Assignment = Which lines of the records below contain the word "description"? Report each of them in full.

[Dataset entries]
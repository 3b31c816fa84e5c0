//! 扇出分析工具 - 每种分析类型一个工具

use async_trait::async_trait;
use std::sync::Arc;

use crate::agent::{Tool, ToolArgs};
use crate::analysis::AnalysisKind;
use crate::config::SearchConfig;
use crate::error::ToolError;
use crate::search::SearchGateway;

pub struct AgentToolAnalysis {
    kind: AnalysisKind,
    gateway: Arc<dyn SearchGateway>,
    config: SearchConfig,
}

impl AgentToolAnalysis {
    pub fn new(kind: AnalysisKind, gateway: Arc<dyn SearchGateway>, config: SearchConfig) -> Self {
        Self {
            kind,
            gateway,
            config,
        }
    }
}

#[async_trait]
impl Tool for AgentToolAnalysis {
    fn name(&self) -> &str {
        self.kind.tool_name()
    }

    fn description(&self) -> &str {
        self.kind.description()
    }

    /// 子查询失败已记录在输出文本中，这里不会返回错误
    async fn call(&self, args: ToolArgs) -> Result<String, ToolError> {
        let topic = args.input.trim();
        if topic.is_empty() {
            return Err(ToolError::InvalidInput(format!(
                "{} requires a non-empty topic",
                self.name()
            )));
        }
        Ok(self.kind.run(topic, self.gateway.as_ref(), &self.config).await)
    }
}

Your solution =
    fn description(&self) -> &str {
        self.kind.description()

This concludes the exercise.